Conclusions
These results suggest that the pleiotropic mediator MIF is involved in anesthetic-induced preconditioning of cardiomyocytes through stimulation of the protective kinases AMPK and PKCε.
Methods
Cardiomyocytes were isolated from rats and subjected to isoflurane preconditioning (4 h; 1.5 vol. %). Subsequently, MIF secretion and alterations in the activation levels of protective kinases were compared to a control group that was exposed to ambient air conditions. MIF secretion was quantified by ELISA and AIP-induced activation of protein kinases was assessed by Western blotting of cardiomyocyte lysates after isoflurane treatment.
Results
In cardiomyocytes, preconditioning with isoflurane resulted in a significantly elevated secretion of MIF that followed a biphasic behavior (30 min vs. baseline: p = 0.020; 24 h vs. baseline p = 0.000).
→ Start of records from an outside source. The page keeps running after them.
//! TOML-based application configuration.
//!
//! Stores user preferences including:
//! - Journal history limits for prompts and persona snapshots
//! - Streak badge display
//! - Appearance and app-lock preferences
//!
//! Configuration is stored at `<data_dir>/config.toml`.

use serde::{Deserialize, Serialize};
use std::path::{Path, PathBuf};

use super::data_dir;
use crate::error::ConfigError;

/// Journal-related configuration.
#[derive(Debug, Clone, PartialEq, Serialize, Deserialize)]
pub struct JournalConfig {
    #[serde(default = "default_history_limit")]
    pub prompt_history_limit: usize,
    #[serde(default = "default_history_limit")]
    pub profile_history_limit: usize,
}

/// Streak badge configuration.
#[derive(Debug, Clone, PartialEq, Serialize, Deserialize)]
pub struct StreakConfig {
    #[serde(default = "default_true")]
    pub show_milestone: bool,
}

/// UI configuration.
#[derive(Debug, Clone, PartialEq, Default, Serialize, Deserialize)]
pub struct UiConfig {
    #[serde(default)]
    pub dark_mode: bool,
}

/// Security configuration.
#[derive(Debug, Clone, PartialEq, Default, Serialize, Deserialize)]
pub struct SecurityConfig {
    /// Require the biometric unlock on launch.
    #[serde(default)]
    pub app_lock: bool,
}

/// Application configuration.
///
/// Serialized to/from TOML at `<data_dir>/config.toml`.
#[derive(Debug, Clone, PartialEq, Default, Serialize, Deserialize)]
pub struct Config {
    #[serde(default)]
    pub journal: JournalConfig,
    #[serde(default)]
    pub streak: StreakConfig,
    #[serde(default)]
    pub ui: UiConfig,
    #[serde(default)]
    pub security: SecurityConfig,
}

fn default_history_limit() -> usize {
    10
}
fn default_true() -> bool {
    true
}

impl Default for JournalConfig {
    fn default() -> Self {
        Self {
            prompt_history_limit: default_history_limit(),
            profile_history_limit: default_history_limit(),
        }
    }
}

impl Default for StreakConfig {
    fn default() -> Self {
        Self {
            show_milestone: true,
        }
    }
}

impl Config {
    fn get_json_value_by_path<'a>(
        root: &'a serde_json::Value,
        key: &str,
    ) -> Option<&'a serde_json::Value> {
        if key.is_empty() {
            return None;
        }

        let mut current = root;
        for part in key.split('.') {
            current = current.get(part)?;
        }
        Some(current)
    }

    fn set_json_value_by_path(
        root: &mut serde_json::Value,
        key: &str,
        value: &str,
    ) -> Result<(), ConfigError> {
        let unknown = || ConfigError::UnknownKey(key.to_string());
        let invalid = |message: String| ConfigError::InvalidValue {
            key: key.to_string(),
            message,
        };

        let (parent_path, leaf) = match key.rsplit_once('.') {
            Some((parent, leaf)) => (Some(parent), leaf),
            None => (None, key),
        };
        if leaf.is_empty() {
            return Err(unknown());
        }

        let mut current = root;
        if let Some(parent_path) = parent_path {
            for part in parent_path.split('.') {
                current = current.get_mut(part).ok_or_else(unknown)?;
            }
        }

        let obj = current.as_object_mut().ok_or_else(unknown)?;
        let existing = obj.get(leaf).ok_or_else(unknown)?;
        let new_value = match existing {
            serde_json::Value::Bool(_) => serde_json::Value::Bool(
                value
                    .parse::<bool>()
                    .map_err(|_| invalid(format!("cannot parse '{value}' as bool")))?,
            ),
            serde_json::Value::Number(_) => serde_json::Value::Number(
                value
                    .parse::<u64>()
                    .map_err(|_| invalid(format!("cannot parse '{value}' as number")))?
                    .into(),
            ),
            serde_json::Value::Object(_) => return Err(unknown()),
            _ => serde_json::Value::String(value.into()),
        };
        obj.insert(leaf.to_string(), new_value);
        Ok(())
    }

    fn path() -> Result<PathBuf, ConfigError> {
        Ok(data_dir()?.join("config.toml"))
    }

    /// Load from the data directory, writing defaults if no file exists.
    ///
    /// # Errors
    ///
    /// Returns an error if the config file exists but cannot be parsed,
    /// or if the default config cannot be written to disk.
    pub fn load() -> Result<Self, ConfigError> {
        Self::load_from(&Self::path()?)
    }

    /// Load from `path`, writing defaults there if the file is missing.
    pub fn load_from(path: &Path) -> Result<Self, ConfigError> {
        match std::fs::read_to_string(path) {
            Ok(content) => toml::from_str(&content).map_err(|e| ConfigError::LoadFailed {
                path: path.to_path_buf(),
                message: e.to_string(),
            }),
            Err(e) if e.kind() == std::io::ErrorKind::NotFound => {
                let cfg = Self::default();
                cfg.save_to(path)?;
                Ok(cfg)
            }
            Err(e) => Err(ConfigError::LoadFailed {
                path: path.to_path_buf(),
                message: e.to_string(),
            }),
        }
    }

    /// Persist to the data directory.
    ///
    /// # Errors
    ///
    /// Returns an error if the config cannot be serialized or written to disk.
    pub fn save(&self) -> Result<(), ConfigError> {
        self.save_to(&Self::path()?)
    }

    pub fn save_to(&self, path: &Path) -> Result<(), ConfigError> {
        let save_failed = |message: String| ConfigError::SaveFailed {
            path: path.to_path_buf(),
            message,
        };
        let content = toml::to_string_pretty(self).map_err(|e| save_failed(e.to_string()))?;
        std::fs::write(path, content).map_err(|e| save_failed(e.to_string()))
    }

    /// Load from disk, returning default on error.
    pub fn load_or_default() -> Self {
        Self::load().unwrap_or_default()
    }

    /// Get a config value as string by dot-separated key.
    pub fn get(&self, key: &str) -> Option<String> {
        let json = serde_json::to_value(self).ok()?;
        let val = Self::get_json_value_by_path(&json, key)?;
        match val {
            serde_json::Value::String(s) => Some(s.clone()),
            serde_json::Value::Object(_) => None,
            other => Some(other.to_string()),
        }
    }

    /// Set a config value by dot-separated key, in memory only.
    ///
    /// # Errors
    ///
    /// Returns an error if the key is unknown or the value cannot be parsed.
    pub fn set(&mut self, key: &str, value: &str) -> Result<(), ConfigError> {
        let mut json = serde_json::to_value(&*self).map_err(|e| ConfigError::InvalidValue {
            key: key.to_string(),
            message: e.to_string(),
        })?;
        Self::set_json_value_by_path(&mut json, key, value)?;
        *self = serde_json::from_value(json).map_err(|e| ConfigError::InvalidValue {
            key: key.to_string(),
            message: e.to_string(),
        })?;
        Ok(())
    }
}
//! Integration tests for the persisted journal.
//!
//! Covers the full flow from answering prompts through a file-backed
//! database to streak computation after reopening.

use chrono::{Duration, TimeZone, Utc};
use echopersona_core::{streak, AppState, Config, Database, JournalEntry, SAMPLE_PROMPTS};
use rand::rngs::mock::StepRng;

#[test]
fn test_state_survives_reopen() {
    let dir = tempfile::tempdir().unwrap();
    let path = dir.path().join("echopersona.db");
    let today = Utc.with_ymd_and_hms(2024, 6, 10, 7, 30, 0).unwrap();
    let mut rng = StepRng::new(0, 1);

    {
        let db = Database::open_at(&path).unwrap();
        let mut state = db.load_state().unwrap();
        state.prompt.ensure_prompt(&mut rng);
        for days_ago in [3, 2, 1] {
            state
                .save_response("Walked to work", None, today - Duration::days(days_ago), &mut rng)
                .unwrap();
        }
        state.premium.set_premium_status(true);
        db.save_state(&state).unwrap();
    }

    let db = Database::open_at(&path).unwrap();
    let state = db.load_state().unwrap();
    assert_eq!(state.journal.len(), 3);
    assert!(state.premium.is_premium);
    assert!(SAMPLE_PROMPTS.contains(&state.prompt.current_prompt.as_str()));

    // Run ended yesterday, so it is still live today.
    let result = streak::compute(state.journal.entries(), &today);
    assert_eq!(result.current_streak, 3);
    assert_eq!(result.best_streak, 3);

    // Two days later without an entry the streak is gone, best remains.
    let later = today + Duration::days(2);
    let result = streak::compute(state.journal.entries(), &later);
    assert_eq!(result.current_streak, 0);
    assert_eq!(result.best_streak, 3);
}

#[test]
fn test_deleting_middle_day_splits_streak() {
    let db = Database::open_memory().unwrap();
    let today = Utc.with_ymd_and_hms(2024, 6, 10, 20, 0, 0).unwrap();
    for days_ago in 0..5 {
        let entry = JournalEntry::new(
            SAMPLE_PROMPTS[2],
            "Keep going",
            today - Duration::days(days_ago),
        );
        db.insert_entry(&entry).unwrap();
    }
    assert_eq!(streak::compute(&db.entries().unwrap(), &today).current_streak, 5);

    let middle = JournalEntry::new(SAMPLE_PROMPTS[2], "x", today - Duration::days(2));
    assert!(db.delete_entry(&middle.timestamp).unwrap());

    let result = streak::compute(&db.entries().unwrap(), &today);
    assert_eq!(result.current_streak, 2);
    assert_eq!(result.best_streak, 2);
}

#[test]
fn test_imported_snapshot_with_bad_record() {
    let snapshot = r#"{
        "journal": {
            "entries": [
                {"prompt": "p", "response": "a", "timestamp": "2024-06-10T08:00:00.000Z"},
                {"prompt": "p", "response": "b", "timestamp": "Invalid Date"},
                {"prompt": "p", "response": "c", "timestamp": "2024-06-09T08:00:00.000Z",
                 "recordingUri": "file:///voice.m4a", "recordingDuration": 4200}
            ]
        },
        "premium": {"isPremium": false}
    }"#;
    let state: AppState = serde_json::from_str(snapshot).unwrap();
    let state = state.with_config(&Config::default());
    assert_eq!(state.journal.len(), 3);

    let now = Utc.with_ymd_and_hms(2024, 6, 10, 12, 0, 0).unwrap();
    let summary = state.streak_summary(&now);
    assert_eq!(summary.current_streak, 2);
    assert_eq!(summary.best_streak, 2);
    assert!(summary.active);
    assert_eq!(summary.next_milestone, 3);

    let db = Database::open_memory().unwrap();
    db.save_state(&state).unwrap();
    assert_eq!(db.load_state().unwrap(), state);
}
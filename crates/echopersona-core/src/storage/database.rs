//! SQLite-based persistence for the app state.
//!
//! Provides persistent storage for:
//! - Journal entries, one row each, keyed by timestamp
//! - Key-value store holding the JSON of the prompt, profile and premium slices

use std::path::Path;

use rusqlite::{params, Connection, ErrorCode, OptionalExtension};
use serde::de::DeserializeOwned;
use serde::Serialize;
use tracing::info;

use super::data_dir;
use crate::error::{CoreError, DatabaseError, Result, ValidationError};
use crate::journal::{JournalEntry, JournalState};
use crate::profile::{PremiumState, ProfileState};
use crate::prompt::PromptState;
use crate::state::AppState;

const PROMPT_KEY: &str = "prompt";
const PROFILE_KEY: &str = "profile";
const PREMIUM_KEY: &str = "premium";

/// SQLite database for journal entries and state slices.
pub struct Database {
    conn: Connection,
}

impl Database {
    /// Open the database at `<data_dir>/echopersona.db`.
    ///
    /// Creates the database file and schema if they don't exist.
    ///
    /// # Errors
    /// Returns an error if the data directory is unavailable or the database
    /// cannot be opened or migrated.
    pub fn open() -> Result<Self> {
        let path = data_dir()?.join("echopersona.db");
        Self::open_at(&path)
    }

    /// Open (or create) a database file at `path`.
    pub fn open_at(path: &Path) -> Result<Self> {
        let conn = Connection::open(path).map_err(|source| DatabaseError::OpenFailed {
            path: path.to_path_buf(),
            source,
        })?;
        let db = Self { conn };
        db.migrate()?;
        Ok(db)
    }

    /// Open an in-memory database.
    pub fn open_memory() -> Result<Self> {
        let conn = Connection::open_in_memory()?;
        let db = Self { conn };
        db.migrate()?;
        Ok(db)
    }

    fn migrate(&self) -> Result<(), rusqlite::Error> {
        self.conn.execute_batch(
            "CREATE TABLE IF NOT EXISTS journal_entries (
                seq                INTEGER PRIMARY KEY AUTOINCREMENT,
                timestamp          TEXT NOT NULL UNIQUE,
                prompt             TEXT NOT NULL,
                response           TEXT NOT NULL,
                recording_uri      TEXT,
                recording_duration REAL
            );

            CREATE TABLE IF NOT EXISTS kv (
                key   TEXT PRIMARY KEY,
                value TEXT NOT NULL
            );",
        )
    }

    /// Store a new entry. It becomes the newest entry.
    ///
    /// # Errors
    /// Returns a validation error for a blank response or a timestamp that is
    /// already stored.
    pub fn insert_entry(&self, entry: &JournalEntry) -> Result<()> {
        entry.validate()?;
        let inserted = self.conn.execute(
            "INSERT INTO journal_entries (timestamp, prompt, response, recording_uri, recording_duration)
             VALUES (?1, ?2, ?3, ?4, ?5)",
            params![
                entry.timestamp,
                entry.prompt,
                entry.response,
                entry.recording_uri,
                entry.recording_duration,
            ],
        );
        match inserted {
            Ok(_) => {
                info!(timestamp = %entry.timestamp, "journal entry stored");
                Ok(())
            }
            Err(rusqlite::Error::SqliteFailure(err, _))
                if err.code == ErrorCode::ConstraintViolation =>
            {
                Err(ValidationError::DuplicateTimestamp(entry.timestamp.clone()).into())
            }
            Err(err) => Err(err.into()),
        }
    }

    /// Delete the entry keyed by `timestamp`. Returns whether a row was removed.
    pub fn delete_entry(&self, timestamp: &str) -> Result<bool> {
        let removed = self.conn.execute(
            "DELETE FROM journal_entries WHERE timestamp = ?1",
            params![timestamp],
        )?;
        Ok(removed > 0)
    }

    /// Delete every entry. Returns the number removed.
    pub fn clear_entries(&self) -> Result<usize> {
        Ok(self.conn.execute("DELETE FROM journal_entries", [])?)
    }

    /// All entries, newest first.
    pub fn entries(&self) -> Result<Vec<JournalEntry>> {
        let mut stmt = self.conn.prepare(
            "SELECT timestamp, prompt, response, recording_uri, recording_duration
             FROM journal_entries
             ORDER BY seq DESC",
        )?;
        let rows = stmt.query_map([], |row| {
            Ok(JournalEntry {
                timestamp: row.get(0)?,
                prompt: row.get(1)?,
                response: row.get(2)?,
                recording_uri: row.get(3)?,
                recording_duration: row.get(4)?,
            })
        })?;
        Ok(rows.collect::<Result<Vec<_>, _>>()?)
    }

    pub fn kv_get(&self, key: &str) -> Result<Option<String>> {
        Ok(self
            .conn
            .query_row("SELECT value FROM kv WHERE key = ?1", params![key], |row| {
                row.get(0)
            })
            .optional()?)
    }

    pub fn kv_set(&self, key: &str, value: &str) -> Result<()> {
        self.conn.execute(
            "INSERT INTO kv (key, value) VALUES (?1, ?2)
             ON CONFLICT(key) DO UPDATE SET value = excluded.value",
            params![key, value],
        )?;
        Ok(())
    }

    fn load_slice<T: DeserializeOwned + Default>(&self, key: &str) -> Result<T> {
        match self.kv_get(key)? {
            Some(json) => serde_json::from_str(&json).map_err(|e| {
                CoreError::from(DatabaseError::CorruptState {
                    key: key.to_string(),
                    message: e.to_string(),
                })
            }),
            None => Ok(T::default()),
        }
    }

    fn save_slice<T: Serialize>(&self, key: &str, slice: &T) -> Result<()> {
        self.kv_set(key, &serde_json::to_string(slice)?)
    }

    pub fn load_prompt(&self) -> Result<PromptState> {
        self.load_slice(PROMPT_KEY)
    }

    pub fn save_prompt(&self, prompt: &PromptState) -> Result<()> {
        self.save_slice(PROMPT_KEY, prompt)
    }

    pub fn load_profile(&self) -> Result<ProfileState> {
        self.load_slice(PROFILE_KEY)
    }

    pub fn save_profile(&self, profile: &ProfileState) -> Result<()> {
        self.save_slice(PROFILE_KEY, profile)
    }

    pub fn load_premium(&self) -> Result<PremiumState> {
        self.load_slice(PREMIUM_KEY)
    }

    pub fn save_premium(&self, premium: &PremiumState) -> Result<()> {
        self.save_slice(PREMIUM_KEY, premium)
    }

    /// Rehydrate the full app state.
    pub fn load_state(&self) -> Result<AppState> {
        Ok(AppState {
            journal: JournalState::from_entries(self.entries()?),
            prompt: self.load_prompt()?,
            profile: self.load_profile()?,
            premium: self.load_premium()?,
        })
    }

    /// Persist the full app state, replacing stored entries atomically.
    pub fn save_state(&self, state: &AppState) -> Result<()> {
        let tx = self.conn.unchecked_transaction()?;
        tx.execute("DELETE FROM journal_entries", [])?;
        {
            let mut stmt = tx.prepare(
                "INSERT INTO journal_entries (timestamp, prompt, response, recording_uri, recording_duration)
                 VALUES (?1, ?2, ?3, ?4, ?5)",
            )?;
            // Oldest first so that seq order matches newest-first reads.
            for entry in state.journal.entries().iter().rev() {
                stmt.execute(params![
                    entry.timestamp,
                    entry.prompt,
                    entry.response,
                    entry.recording_uri,
                    entry.recording_duration,
                ])?;
            }
        }
        self.save_prompt(&state.prompt)?;
        self.save_profile(&state.profile)?;
        self.save_premium(&state.premium)?;
        tx.commit()?;
        info!(entries = state.journal.len(), "app state saved");
        Ok(())
    }
}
Moreover, quantitative polymerase chain reaction demonstrated a significant increase in MIF mRNA expression 8 h after AIP. Of note, activation of AMPK and PKCε coincided with the observed peaks in MIF secretion and differed significantly from baseline. Conclusions: These results suggest that the pleiotropic mediator MIF is involved in anesthetic-induced preconditioning of cardiomyocytes through stimulation of the protective kinases AMPK and PKCε.